* _Provided data_
::::

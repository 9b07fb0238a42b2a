//! Canonical structured questionnaire.
//!
//! Questionnaire front-ends name their fields differently (English,
//! Portuguese, camelCase, snake_case). [`TriageAnswers::from_json`] resolves
//! every known alias to one canonical field. Values that cannot be
//! interpreted are left unanswered rather than guessed.

use serde::{Deserialize, Serialize};
use serde_json::{Map, Value};

/// Version of the questionnaire alias table.
pub const ANSWER_ALIAS_VERSION: u32 = 1;

/// Canonical questionnaire field names.
pub mod field {
    pub const BREATHING_DIFFICULTY: &str = "breathing_difficulty";
    pub const CHEST_PAIN: &str = "chest_pain";
    pub const PAIN_INTENSITY: &str = "pain_intensity";
    pub const FEVER: &str = "fever";
    pub const FEVER_TEMPERATURE: &str = "fever_temperature";
    pub const ONSET: &str = "onset";
    pub const TAKES_MEDICATION: &str = "takes_medication";
    pub const CHRONIC_CONDITIONS: &str = "chronic_conditions";
}

/// Alias table: canonical field followed by the names it may arrive under,
/// in resolution order.
const ALIASES: &[(&str, &[&str])] = &[
    (
        field::BREATHING_DIFFICULTY,
        &[
            "breathing_difficulty",
            "breathingDifficulty",
            "difficulty_breathing",
            "shortness_of_breath",
            "dificuldade_respirar",
            "dificuldadeRespirar",
            "falta_de_ar",
            "faltaDeAr",
            "breathing",
        ],
    ),
    (
        field::CHEST_PAIN,
        &["chest_pain", "chestPain", "dor_peito", "dor_no_peito", "dorNoPeito", "dorPeito"],
    ),
    (
        field::PAIN_INTENSITY,
        &[
            "pain_intensity",
            "painIntensity",
            "pain_level",
            "painLevel",
            "pain_scale",
            "intensidade_dor",
            "intensidadeDor",
            "nivel_dor",
        ],
    ),
    (field::FEVER, &["fever", "has_fever", "hasFever", "febre"]),
    (
        field::FEVER_TEMPERATURE,
        &["fever_temperature", "feverTemperature", "temperature", "temperatura"],
    ),
    (
        field::ONSET,
        &[
            "onset",
            "symptom_onset",
            "symptomOnset",
            "symptom_duration",
            "symptomDuration",
            "inicio_sintomas",
            "inicioSintomas",
            "duracao",
        ],
    ),
    (
        field::TAKES_MEDICATION,
        &[
            "takes_medication",
            "takesMedication",
            "medication",
            "medications",
            "usa_medicamentos",
            "usaMedicamentos",
            "medicamentos",
        ],
    ),
    (
        field::CHRONIC_CONDITIONS,
        &[
            "chronic_conditions",
            "chronicConditions",
            "chronic_disease",
            "doencas_cronicas",
            "doencasCronicas",
            "comorbidades",
        ],
    ),
];

/// Fields that count toward completeness. Temperature is a follow-up to
/// `fever` and is not required.
const REQUIRED: &[&str] = &[
    field::BREATHING_DIFFICULTY,
    field::CHEST_PAIN,
    field::PAIN_INTENSITY,
    field::FEVER,
    field::ONSET,
    field::TAKES_MEDICATION,
    field::CHRONIC_CONDITIONS,
];

/// Temperature from which a fever counts as present, in °C.
pub const FEVER_THRESHOLD_C: f64 = 37.8;

/// When the symptoms started.
#[derive(Debug, Clone, Copy, PartialEq, Eq, Serialize, Deserialize)]
#[serde(rename_all = "snake_case")]
pub enum SymptomOnset {
    LessThanOneDay,
    OneToThreeDays,
    ThreeToSevenDays,
    MoreThanOneWeek,
}

impl SymptomOnset {
    /// Parse the duration labels used by questionnaire front-ends.
    pub fn parse(label: &str) -> Option<Self> {
        let normalized: String = label
            .trim()
            .to_lowercase()
            .chars()
            .filter(|c| !c.is_whitespace() && *c != '_' && *c != '-')
            .collect();

        match normalized.as_str() {
            "<1dia" | "menosde1dia" | "menosdeumdia" | "lessthan1day" | "lessthanoneday"
            | "<24h" | "today" | "hoje" => Some(SymptomOnset::LessThanOneDay),
            "13dias" | "1a3dias" | "onetothreedays" | "1to3days" => {
                Some(SymptomOnset::OneToThreeDays)
            }
            "37dias" | "3a7dias" | "threetosevendays" | "3to7days" => {
                Some(SymptomOnset::ThreeToSevenDays)
            }
            ">1semana" | "maisde1semana" | "maisdeumasemana" | "morethan1week"
            | "morethanoneweek" => Some(SymptomOnset::MoreThanOneWeek),
            _ => None,
        }
    }

    pub fn is_acute(self) -> bool {
        self == SymptomOnset::LessThanOneDay
    }
}

/// Answers to the triage questionnaire, one canonical value per field.
///
/// `None` means unanswered or not understood.
#[derive(Debug, Clone, Default, PartialEq, Serialize, Deserialize)]
pub struct TriageAnswers {
    pub breathing_difficulty: Option<bool>,
    pub chest_pain: Option<bool>,
    /// Pain on a 0-10 scale
    pub pain_intensity: Option<u8>,
    pub fever: Option<bool>,
    /// Measured temperature in °C
    pub fever_temperature: Option<f64>,
    pub onset: Option<SymptomOnset>,
    pub takes_medication: Option<bool>,
    pub chronic_conditions: Option<bool>,
}

impl TriageAnswers {
    /// Resolve a raw questionnaire object through the alias table.
    ///
    /// Anything other than a JSON object yields an empty questionnaire.
    pub fn from_json(responses: &Value) -> Self {
        let Some(map) = responses.as_object() else {
            return Self::default();
        };

        let lookup = |canonical: &str| resolve(map, canonical);

        Self {
            breathing_difficulty: lookup(field::BREATHING_DIFFICULTY).and_then(parse_affirmative),
            chest_pain: lookup(field::CHEST_PAIN).and_then(parse_affirmative),
            pain_intensity: lookup(field::PAIN_INTENSITY).and_then(parse_pain),
            fever: lookup(field::FEVER).and_then(parse_affirmative),
            fever_temperature: lookup(field::FEVER_TEMPERATURE).and_then(parse_temperature),
            onset: lookup(field::ONSET)
                .and_then(Value::as_str)
                .and_then(SymptomOnset::parse),
            takes_medication: lookup(field::TAKES_MEDICATION).and_then(parse_listing),
            chronic_conditions: lookup(field::CHRONIC_CONDITIONS).and_then(parse_listing),
        }
    }

    pub fn has_breathing_difficulty(&self) -> bool {
        self.breathing_difficulty == Some(true)
    }

    pub fn has_chest_pain(&self) -> bool {
        self.chest_pain == Some(true)
    }

    /// Fever answered yes, or a temperature at or above the fever threshold.
    pub fn has_fever(&self) -> bool {
        self.fever == Some(true)
            || self
                .fever_temperature
                .is_some_and(|t| t >= FEVER_THRESHOLD_C)
    }

    /// Canonical names of required fields left unanswered.
    pub fn missing_fields(&self) -> Vec<String> {
        REQUIRED
            .iter()
            .filter(|name| !self.is_answered(name))
            .map(|name| name.to_string())
            .collect()
    }

    /// Fraction of required fields answered.
    pub fn completeness(&self) -> f64 {
        let answered = REQUIRED.iter().filter(|name| self.is_answered(name)).count();
        answered as f64 / REQUIRED.len() as f64
    }

    /// Answers that contradict each other.
    pub fn contradictions(&self) -> Vec<&'static str> {
        let mut found = Vec::new();
        if self.fever == Some(false)
            && self
                .fever_temperature
                .is_some_and(|t| t >= FEVER_THRESHOLD_C)
        {
            found.push("fever denied but temperature is febrile");
        }
        if self.has_chest_pain() && self.pain_intensity == Some(0) {
            found.push("chest pain reported with zero pain intensity");
        }
        found
    }

    fn is_answered(&self, name: &str) -> bool {
        match name {
            field::BREATHING_DIFFICULTY => self.breathing_difficulty.is_some(),
            field::CHEST_PAIN => self.chest_pain.is_some(),
            field::PAIN_INTENSITY => self.pain_intensity.is_some(),
            field::FEVER => self.fever.is_some(),
            field::FEVER_TEMPERATURE => self.fever_temperature.is_some(),
            field::ONSET => self.onset.is_some(),
            field::TAKES_MEDICATION => self.takes_medication.is_some(),
            field::CHRONIC_CONDITIONS => self.chronic_conditions.is_some(),
            _ => false,
        }
    }
}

::::

* _Task details_
Once you reach the line containing "that cannot be", include it and stop; until then, reproduce each line of the listing from its start exactly.

* _Answer_
repository 9b07fb0238a42b2a
//! Canonical structured questionnaire.
//!
//! Questionnaire front-ends name their fields differently (English,
//! Portuguese, camelCase, snake_case). [`TriageAnswers::from_json`] resolves
//! every known alias to one canonical field. Values that cannot be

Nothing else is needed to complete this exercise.